== Records to process

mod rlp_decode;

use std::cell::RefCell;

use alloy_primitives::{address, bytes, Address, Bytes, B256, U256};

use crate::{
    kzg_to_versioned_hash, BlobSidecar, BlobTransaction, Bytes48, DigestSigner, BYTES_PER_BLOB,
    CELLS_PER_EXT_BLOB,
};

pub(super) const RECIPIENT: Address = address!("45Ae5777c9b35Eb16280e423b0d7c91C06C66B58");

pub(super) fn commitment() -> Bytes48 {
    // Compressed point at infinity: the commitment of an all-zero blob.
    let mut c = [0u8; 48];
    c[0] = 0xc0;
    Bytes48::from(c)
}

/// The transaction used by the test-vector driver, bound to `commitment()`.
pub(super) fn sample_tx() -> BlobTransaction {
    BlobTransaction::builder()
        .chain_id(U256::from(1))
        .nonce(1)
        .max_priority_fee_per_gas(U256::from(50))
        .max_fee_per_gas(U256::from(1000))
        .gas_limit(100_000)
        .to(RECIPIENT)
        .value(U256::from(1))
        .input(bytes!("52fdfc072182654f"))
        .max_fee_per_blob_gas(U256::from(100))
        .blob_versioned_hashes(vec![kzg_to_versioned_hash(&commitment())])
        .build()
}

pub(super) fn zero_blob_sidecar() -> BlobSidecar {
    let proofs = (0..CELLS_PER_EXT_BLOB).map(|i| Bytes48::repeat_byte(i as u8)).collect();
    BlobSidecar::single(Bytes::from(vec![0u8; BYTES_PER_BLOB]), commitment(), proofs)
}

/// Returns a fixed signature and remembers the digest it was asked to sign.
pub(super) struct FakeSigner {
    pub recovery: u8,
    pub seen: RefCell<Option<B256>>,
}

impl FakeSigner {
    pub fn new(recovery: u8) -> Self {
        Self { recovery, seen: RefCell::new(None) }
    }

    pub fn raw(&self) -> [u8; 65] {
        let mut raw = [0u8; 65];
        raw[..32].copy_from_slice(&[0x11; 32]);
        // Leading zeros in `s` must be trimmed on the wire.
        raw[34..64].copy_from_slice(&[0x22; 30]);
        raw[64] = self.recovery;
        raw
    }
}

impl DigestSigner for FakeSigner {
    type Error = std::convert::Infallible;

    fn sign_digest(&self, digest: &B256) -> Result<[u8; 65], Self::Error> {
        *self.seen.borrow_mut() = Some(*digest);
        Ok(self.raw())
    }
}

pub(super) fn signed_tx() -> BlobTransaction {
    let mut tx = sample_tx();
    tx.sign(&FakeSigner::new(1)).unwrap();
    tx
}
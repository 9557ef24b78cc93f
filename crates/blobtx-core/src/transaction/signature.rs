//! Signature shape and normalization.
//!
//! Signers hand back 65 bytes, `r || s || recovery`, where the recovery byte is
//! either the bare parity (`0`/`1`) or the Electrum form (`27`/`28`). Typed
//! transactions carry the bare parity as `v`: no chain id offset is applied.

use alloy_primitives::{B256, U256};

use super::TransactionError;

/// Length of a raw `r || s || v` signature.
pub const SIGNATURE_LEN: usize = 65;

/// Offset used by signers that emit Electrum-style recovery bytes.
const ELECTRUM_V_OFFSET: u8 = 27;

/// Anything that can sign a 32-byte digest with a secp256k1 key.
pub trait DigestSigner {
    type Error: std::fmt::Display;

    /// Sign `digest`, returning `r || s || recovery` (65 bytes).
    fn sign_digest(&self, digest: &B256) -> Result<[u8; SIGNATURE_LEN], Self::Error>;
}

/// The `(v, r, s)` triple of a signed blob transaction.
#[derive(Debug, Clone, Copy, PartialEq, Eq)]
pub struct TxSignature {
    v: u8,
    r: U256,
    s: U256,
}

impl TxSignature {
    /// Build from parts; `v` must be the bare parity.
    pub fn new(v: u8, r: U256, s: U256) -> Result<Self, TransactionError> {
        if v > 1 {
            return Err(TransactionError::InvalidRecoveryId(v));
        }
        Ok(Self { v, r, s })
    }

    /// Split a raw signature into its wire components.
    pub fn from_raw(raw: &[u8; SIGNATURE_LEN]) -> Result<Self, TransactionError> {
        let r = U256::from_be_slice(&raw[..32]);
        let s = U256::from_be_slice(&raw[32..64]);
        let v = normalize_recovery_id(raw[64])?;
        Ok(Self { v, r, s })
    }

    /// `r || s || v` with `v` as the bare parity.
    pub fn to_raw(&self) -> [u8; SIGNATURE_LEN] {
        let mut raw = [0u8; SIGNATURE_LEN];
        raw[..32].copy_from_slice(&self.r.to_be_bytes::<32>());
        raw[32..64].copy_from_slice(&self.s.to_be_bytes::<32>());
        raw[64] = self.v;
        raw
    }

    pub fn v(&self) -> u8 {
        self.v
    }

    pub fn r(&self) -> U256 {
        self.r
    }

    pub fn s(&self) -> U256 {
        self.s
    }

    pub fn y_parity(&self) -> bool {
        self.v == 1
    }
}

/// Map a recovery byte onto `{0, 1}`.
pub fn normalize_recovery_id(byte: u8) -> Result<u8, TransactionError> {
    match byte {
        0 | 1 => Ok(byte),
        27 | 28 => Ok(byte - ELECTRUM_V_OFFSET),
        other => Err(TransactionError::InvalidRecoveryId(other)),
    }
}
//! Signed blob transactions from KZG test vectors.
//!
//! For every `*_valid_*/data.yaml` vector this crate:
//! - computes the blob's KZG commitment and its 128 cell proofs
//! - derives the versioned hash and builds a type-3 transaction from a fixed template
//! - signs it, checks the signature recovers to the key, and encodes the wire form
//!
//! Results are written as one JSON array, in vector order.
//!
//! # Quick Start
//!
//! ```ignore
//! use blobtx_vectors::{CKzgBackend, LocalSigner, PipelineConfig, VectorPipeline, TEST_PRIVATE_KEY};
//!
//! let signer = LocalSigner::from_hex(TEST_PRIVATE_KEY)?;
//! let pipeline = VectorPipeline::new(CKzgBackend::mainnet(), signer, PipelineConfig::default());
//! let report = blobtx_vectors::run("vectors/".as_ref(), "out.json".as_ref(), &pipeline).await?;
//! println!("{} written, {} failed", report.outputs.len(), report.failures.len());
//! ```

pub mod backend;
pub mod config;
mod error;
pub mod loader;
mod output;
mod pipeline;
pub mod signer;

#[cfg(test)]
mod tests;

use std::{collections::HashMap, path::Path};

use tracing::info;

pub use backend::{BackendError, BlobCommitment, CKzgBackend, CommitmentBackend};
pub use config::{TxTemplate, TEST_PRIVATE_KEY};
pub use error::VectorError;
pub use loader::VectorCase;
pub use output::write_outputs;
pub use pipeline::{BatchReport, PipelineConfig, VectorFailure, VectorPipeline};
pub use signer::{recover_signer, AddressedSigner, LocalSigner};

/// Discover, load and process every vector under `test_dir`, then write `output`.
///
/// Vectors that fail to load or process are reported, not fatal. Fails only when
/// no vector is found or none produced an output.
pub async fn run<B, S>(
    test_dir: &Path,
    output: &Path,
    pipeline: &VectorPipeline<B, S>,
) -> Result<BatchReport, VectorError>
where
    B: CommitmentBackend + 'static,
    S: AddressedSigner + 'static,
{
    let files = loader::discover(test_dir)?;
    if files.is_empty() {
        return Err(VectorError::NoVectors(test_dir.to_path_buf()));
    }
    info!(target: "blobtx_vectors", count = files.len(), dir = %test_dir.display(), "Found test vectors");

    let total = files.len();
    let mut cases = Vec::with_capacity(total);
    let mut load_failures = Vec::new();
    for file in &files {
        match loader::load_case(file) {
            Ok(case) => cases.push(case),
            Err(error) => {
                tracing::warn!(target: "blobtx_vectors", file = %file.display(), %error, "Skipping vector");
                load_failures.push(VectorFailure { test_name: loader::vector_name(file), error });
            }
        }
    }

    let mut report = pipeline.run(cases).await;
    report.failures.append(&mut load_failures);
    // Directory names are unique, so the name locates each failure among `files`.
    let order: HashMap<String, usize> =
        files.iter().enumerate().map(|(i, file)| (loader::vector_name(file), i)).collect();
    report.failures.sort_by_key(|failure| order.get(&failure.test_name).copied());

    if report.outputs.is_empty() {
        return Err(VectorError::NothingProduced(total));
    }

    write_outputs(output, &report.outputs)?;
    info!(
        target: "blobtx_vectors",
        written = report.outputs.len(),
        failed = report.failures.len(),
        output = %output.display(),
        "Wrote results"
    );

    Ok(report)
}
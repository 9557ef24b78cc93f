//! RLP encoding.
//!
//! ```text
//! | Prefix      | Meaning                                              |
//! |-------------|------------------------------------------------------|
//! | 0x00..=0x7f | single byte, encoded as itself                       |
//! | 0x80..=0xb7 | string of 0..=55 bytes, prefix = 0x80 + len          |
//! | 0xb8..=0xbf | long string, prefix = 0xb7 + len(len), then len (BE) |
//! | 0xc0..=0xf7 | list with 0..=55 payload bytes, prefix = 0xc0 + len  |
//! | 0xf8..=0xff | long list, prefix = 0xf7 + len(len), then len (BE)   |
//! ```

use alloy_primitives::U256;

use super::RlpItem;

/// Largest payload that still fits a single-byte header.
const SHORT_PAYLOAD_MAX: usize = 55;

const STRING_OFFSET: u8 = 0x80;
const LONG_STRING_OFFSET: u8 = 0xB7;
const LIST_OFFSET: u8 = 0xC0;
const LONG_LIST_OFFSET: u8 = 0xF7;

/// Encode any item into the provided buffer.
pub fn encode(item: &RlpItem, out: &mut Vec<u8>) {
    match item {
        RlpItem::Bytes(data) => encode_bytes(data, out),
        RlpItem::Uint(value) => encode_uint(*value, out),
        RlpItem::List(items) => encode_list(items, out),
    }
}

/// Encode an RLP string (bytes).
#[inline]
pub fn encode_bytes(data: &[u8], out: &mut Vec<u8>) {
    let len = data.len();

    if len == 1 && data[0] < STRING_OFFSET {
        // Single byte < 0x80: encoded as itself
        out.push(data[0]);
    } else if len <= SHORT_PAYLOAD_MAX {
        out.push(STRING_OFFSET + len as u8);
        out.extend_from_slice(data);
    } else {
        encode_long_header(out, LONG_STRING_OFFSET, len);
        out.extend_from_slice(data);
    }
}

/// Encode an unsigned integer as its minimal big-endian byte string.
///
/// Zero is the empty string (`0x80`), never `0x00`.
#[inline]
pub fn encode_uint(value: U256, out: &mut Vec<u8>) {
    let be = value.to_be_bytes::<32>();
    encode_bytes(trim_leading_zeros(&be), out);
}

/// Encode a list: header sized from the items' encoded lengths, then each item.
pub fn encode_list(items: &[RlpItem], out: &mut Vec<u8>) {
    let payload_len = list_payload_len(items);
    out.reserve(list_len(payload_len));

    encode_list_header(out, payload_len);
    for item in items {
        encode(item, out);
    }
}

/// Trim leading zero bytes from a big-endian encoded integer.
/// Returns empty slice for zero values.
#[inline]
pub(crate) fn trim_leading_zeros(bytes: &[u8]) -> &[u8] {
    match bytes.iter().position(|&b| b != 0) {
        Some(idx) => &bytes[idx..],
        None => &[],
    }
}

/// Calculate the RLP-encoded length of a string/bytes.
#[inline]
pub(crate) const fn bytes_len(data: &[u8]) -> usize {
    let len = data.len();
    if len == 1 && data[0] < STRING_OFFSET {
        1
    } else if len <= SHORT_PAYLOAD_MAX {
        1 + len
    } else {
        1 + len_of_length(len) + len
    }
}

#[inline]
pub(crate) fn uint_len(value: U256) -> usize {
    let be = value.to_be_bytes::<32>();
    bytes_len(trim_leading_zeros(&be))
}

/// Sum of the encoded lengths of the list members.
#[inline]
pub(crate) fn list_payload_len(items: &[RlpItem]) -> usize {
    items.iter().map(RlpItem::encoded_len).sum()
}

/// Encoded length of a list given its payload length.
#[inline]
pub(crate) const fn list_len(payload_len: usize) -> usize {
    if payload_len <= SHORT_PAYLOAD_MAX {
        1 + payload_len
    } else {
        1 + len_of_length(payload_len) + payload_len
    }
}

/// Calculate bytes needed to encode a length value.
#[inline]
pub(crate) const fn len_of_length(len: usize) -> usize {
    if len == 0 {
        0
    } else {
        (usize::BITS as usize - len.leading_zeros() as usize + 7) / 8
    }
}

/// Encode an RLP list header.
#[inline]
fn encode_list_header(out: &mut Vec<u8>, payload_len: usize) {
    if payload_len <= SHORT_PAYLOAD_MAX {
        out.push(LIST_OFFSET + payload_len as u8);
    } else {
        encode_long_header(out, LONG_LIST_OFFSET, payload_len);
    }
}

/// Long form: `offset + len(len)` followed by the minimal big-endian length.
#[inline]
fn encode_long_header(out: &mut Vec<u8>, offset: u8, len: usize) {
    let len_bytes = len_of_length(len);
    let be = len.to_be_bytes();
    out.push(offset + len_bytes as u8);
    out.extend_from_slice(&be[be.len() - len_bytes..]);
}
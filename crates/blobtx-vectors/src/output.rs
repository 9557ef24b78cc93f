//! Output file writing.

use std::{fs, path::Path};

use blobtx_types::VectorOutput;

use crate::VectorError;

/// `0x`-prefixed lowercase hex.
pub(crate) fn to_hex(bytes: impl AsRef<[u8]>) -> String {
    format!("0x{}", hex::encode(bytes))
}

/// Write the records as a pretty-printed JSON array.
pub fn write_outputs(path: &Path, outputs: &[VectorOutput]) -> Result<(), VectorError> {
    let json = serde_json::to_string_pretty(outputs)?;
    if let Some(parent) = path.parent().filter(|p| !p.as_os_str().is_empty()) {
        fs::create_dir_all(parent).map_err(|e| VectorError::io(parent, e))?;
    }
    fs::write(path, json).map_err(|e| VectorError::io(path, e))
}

====

[What is needed]
With the line that has "its wire components." as the first and the line that has "raw[32..64].copy_from_slice(&self.s.to_be_bytes::<32>());" as the last, repeat exactly that run of lines above and no more.

[Output of the task]
    /// Split a raw signature into its wire components.
    pub fn from_raw(raw: &[u8; SIGNATURE_LEN]) -> Result<Self, TransactionError> {
        let r = U256::from_be_slice(&raw[..32]);
        let s = U256::from_be_slice(&raw[32..64]);
        let v = normalize_recovery_id(raw[64])?;
        Ok(Self { v, r, s })
    }

    /// `r || s || v` with `v` as the bare parity.
    pub fn to_raw(&self) -> [u8; SIGNATURE_LEN] {
        let mut raw = [0u8; SIGNATURE_LEN];
        raw[..32].copy_from_slice(&self.r.to_be_bytes::<32>());
        raw[32..64].copy_from_slice(&self.s.to_be_bytes::<32>());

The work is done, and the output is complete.